8.7. Receive Packet Steering (RPS)
Receive Packet Steering (RPS) is similar to RSS in that it is used to direct packets to specific CPUs for processing. However, RPS is implemented at the software level, and helps to prevent the hardware queue of a single network interface card from becoming a bottleneck in network traffic.
RPS has several advantages over hardware-based RSS:
- RPS can be used with any network interface card.
- It is easy to add software filters to RPS to deal with new protocols.
- RPS does not increase the hardware interrupt rate of the network device. However, it does introduce inter-processor interrupts.

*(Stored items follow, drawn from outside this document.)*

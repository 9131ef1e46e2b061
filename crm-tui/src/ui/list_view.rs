use super::activity_card::build_card;
use super::*;

pub fn render_list_view(frame: &mut Frame, app: &App, body: Rect) {
    let chunks = Layout::default()
        .direction(Direction::Vertical)
        .constraints([
            Constraint::Length(3),
            Constraint::Length(3),
            Constraint::Min(0),
        ])
        .split(body);

    render_header(frame, app, chunks[0]);
    render_filter_bar(frame, app, chunks[1]);
    render_cards(frame, app, chunks[2]);
}

fn render_header(frame: &mut Frame, app: &App, area: Rect) {
    let cols = Layout::default()
        .direction(Direction::Horizontal)
        .constraints([Constraint::Percentage(55), Constraint::Percentage(45)])
        .split(area);

    let title = Paragraph::new(vec![
        Line::from(Span::styled(
            "Activities",
            Style::default().fg(Color::White).add_modifier(Modifier::BOLD),
        )),
        Line::from(Span::styled(
            "Track all interactions with contacts and deals",
            Style::default().fg(Color::DarkGray),
        )),
    ])
    .block(Block::default().padding(Padding::new(1, 1, 1, 0)));
    frame.render_widget(title, cols[0]);

    let border_color = if app.search_focused {
        Color::Yellow
    } else {
        Color::DarkGray
    };
    let search_text = if app.search_input.value.is_empty() && !app.search_focused {
        Span::styled("Search activities... (/)", Style::default().fg(Color::DarkGray))
    } else {
        Span::styled(
            app.search_input.value.clone(),
            Style::default().fg(Color::White),
        )
    };
    let search = Paragraph::new(Line::from(search_text)).block(
        Block::default()
            .borders(Borders::ALL)
            .border_style(Style::default().fg(border_color))
            .title(" Search "),
    );
    frame.render_widget(search, cols[1]);

    if app.search_focused {
        let (before, _) = app.search_input.split_at_cursor();
        let x = cols[1].x + 1 + before.chars().count() as u16;
        let max_x = cols[1].x + cols[1].width.saturating_sub(2);
        frame.set_cursor_position((x.min(max_x), cols[1].y + 1));
    }
}

fn render_filter_bar(frame: &mut Frame, app: &App, area: Rect) {
    let filter_color = if app.type_filter.is_active() {
        Color::Yellow
    } else {
        Color::White
    };
    let total = app.activities.len();
    let shown = app.visible_activities().len();

    let line = Line::from(vec![
        Span::styled("◀ ", Style::default().fg(Color::DarkGray)),
        Span::styled(
            app.type_filter.label(),
            Style::default().fg(filter_color).add_modifier(Modifier::BOLD),
        ),
        Span::styled(" ▶", Style::default().fg(Color::DarkGray)),
        Span::raw("    "),
        Span::styled("[c]", Style::default().fg(Color::Yellow)),
        Span::styled(" Clear Filters", Style::default().fg(Color::DarkGray)),
        Span::raw("    "),
        Span::styled(
            format!("{} of {} activities", shown, total),
            Style::default().fg(Color::DarkGray),
        ),
    ]);

    let bar = Paragraph::new(line).block(
        Block::default()
            .borders(Borders::ALL)
            .border_style(Style::default().fg(Color::DarkGray))
            .title(" Filter by Type ")
            .padding(Padding::horizontal(1)),
    );
    frame.render_widget(bar, area);
}

fn render_cards(frame: &mut Frame, app: &App, area: Rect) {
    let visible = app.visible_activities();
    if visible.is_empty() {
        render_empty_state(frame, app, area);
        return;
    }

    let items: Vec<ListItem> = visible
        .iter()
        .map(|activity| build_card(app, activity, area.width))
        .collect();

    let mut list_state = ListState::default();
    list_state.select(Some(app.focused_index.min(visible.len() - 1)));

    let list = List::new(items)
        .block(
            Block::default()
                .borders(Borders::ALL)
                .border_style(Style::default().fg(Color::DarkGray))
                .padding(Padding::horizontal(1)),
        )
        .highlight_symbol("▌ ")
        .highlight_style(Style::default().add_modifier(Modifier::BOLD));

    frame.render_stateful_widget(list, area, &mut list_state);
}

fn render_empty_state(frame: &mut Frame, app: &App, area: Rect) {
    let text = vec![
        Line::from(""),
        Line::from(Span::styled(
            "No activities found",
            Style::default().fg(Color::White).add_modifier(Modifier::BOLD),
        )),
        Line::from(Span::styled(
            app.empty_state_message(),
            Style::default().fg(Color::DarkGray),
        )),
        Line::from(""),
        Line::from(vec![
            Span::styled("[n]", Style::default().fg(Color::Yellow)),
            Span::raw(" Add Activity"),
        ]),
    ];

    let paragraph = Paragraph::new(text)
        .block(
            Block::default()
                .borders(Borders::ALL)
                .border_style(Style::default().fg(Color::DarkGray)),
        )
        .alignment(Alignment::Center);
    frame.render_widget(paragraph, area);
}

RPS is configured per network device and receive queue, in the
/sys/class/net/device/queues/rx-queue/rps_cpus
file, where device is the name of the network device (such as eth0
) and rx-queue is the name of the appropriate receive queue (such as rx-0
).
The default value of the
rps_cpus
file is zero. This disables RPS, so the CPU that handles the network interrupt also processes the packet.

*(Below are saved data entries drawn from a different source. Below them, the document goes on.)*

use crate::app::{App, NotificationLevel, View};
use ratatui::{
    layout::{Alignment, Constraint, Direction, Layout, Rect},
    style::{Color, Modifier, Style},
    text::{Line, Span},
    widgets::{Block, Borders, Clear, List, ListItem, ListState, Padding, Paragraph, Wrap},
    Frame,
};

mod activity_card;
mod delete_dialog;
mod form_dialog;
mod list_view;
mod status_views;
pub(super) mod utils;

pub fn render(frame: &mut Frame, app: &mut App) {
    let root = Layout::default()
        .direction(Direction::Vertical)
        .constraints([Constraint::Min(0), Constraint::Length(1)])
        .split(frame.area());

    let body = root[0];
    if app.is_loading {
        status_views::render_loading(frame, app, body);
    } else if let Some(message) = app.load_error.clone() {
        status_views::render_load_error(frame, &message, body);
    } else {
        list_view::render_list_view(frame, app, body);
        match app.current_view {
            View::List => {}
            View::Form => form_dialog::render_form_dialog(frame, app),
            View::ConfirmDelete => delete_dialog::render_delete_confirm_dialog(frame, app),
        }
    }

    render_footer(frame, app, root[1]);
}

/// Notification when one is showing, otherwise key hints for the current view.
fn render_footer(frame: &mut Frame, app: &App, area: Rect) {
    let line = match &app.notification {
        Some(n) => {
            let (icon, color) = match n.level {
                NotificationLevel::Success => ("✔", Color::Green),
                NotificationLevel::Error => ("✖", Color::Red),
            };
            Line::from(Span::styled(
                format!(" {} {}", icon, n.message),
                Style::default().fg(color).add_modifier(Modifier::BOLD),
            ))
        }
        None => Line::from(key_hints(app)),
    };
    frame.render_widget(Paragraph::new(line), area);
}

fn hint(key: &'static str, label: &'static str) -> [Span<'static>; 2] {
    [
        Span::styled(key, Style::default().fg(Color::Yellow)),
        Span::styled(label, Style::default().fg(Color::DarkGray)),
    ]
}

fn key_hints(app: &App) -> Vec<Span<'static>> {
    let pairs: &[(&str, &str)] = if app.is_loading {
        &[(" q", ": Quit")]
    } else if app.load_error.is_some() {
        &[(" r", ": Retry  "), ("q", ": Quit")]
    } else {
        match app.current_view {
            View::List if app.search_focused => &[
                (" type", ": Search  "),
                ("Ctrl+x", ": Clear  "),
                ("Esc/Enter", ": Done"),
            ],
            View::List => &[
                (" ↑↓", ": Navigate  "),
                ("n", ": Add  "),
                ("e", ": Edit  "),
                ("d", ": Delete  "),
                ("/", ": Search  "),
                ("t/T", ": Type  "),
                ("c", ": Clear Filters  "),
                ("r", ": Reload  "),
                ("q", ": Quit"),
            ],
            View::Form => &[
                (" Tab", ": Next field  "),
                ("←→", ": Change option  "),
                ("Alt+Enter", ": New line  "),
                ("Enter", ": Save  "),
                ("Esc", ": Cancel"),
            ],
            View::ConfirmDelete => &[(" y", ": Delete  "), ("n", ": Cancel")],
        }
    };

    pairs
        .iter()
        .flat_map(|&(key, label)| hint(key, label))
        .collect()
}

To enable RPS, configure the appropriate
rps_cpus
file with the CPUs that should process packets from the specified network device and receive queue.
The
rps_cpus
files use comma-delimited CPU bitmaps. Therefore, to allow a CPU to handle interrupts for the receive queue on an interface, set the value of their positions in the bitmap to 1. For example, to handle interrupts with CPUs 0, 1, 2, and 3, set the value of rps_cpus
to 00001111
(1+2+4+8), or f
(the hexadecimal value for 15).
For network devices with single transmit queues, best performance can be achieved by configuring RPS to use CPUs in the same memory domain. On non-NUMA systems, this means that all available CPUs can be used. If the network interrupt rate is extremely high, excluding the CPU that handles network interrupts may also improve performance.
For network devices with multiple queues, there is typically no benefit to configuring both RPS and RSS, as RSS is configured to map a CPU to each receive queue by default. However, RPS may still be beneficial if there are fewer hardware queues than CPUs, and RPS is configured to use CPUs in the same memory domain.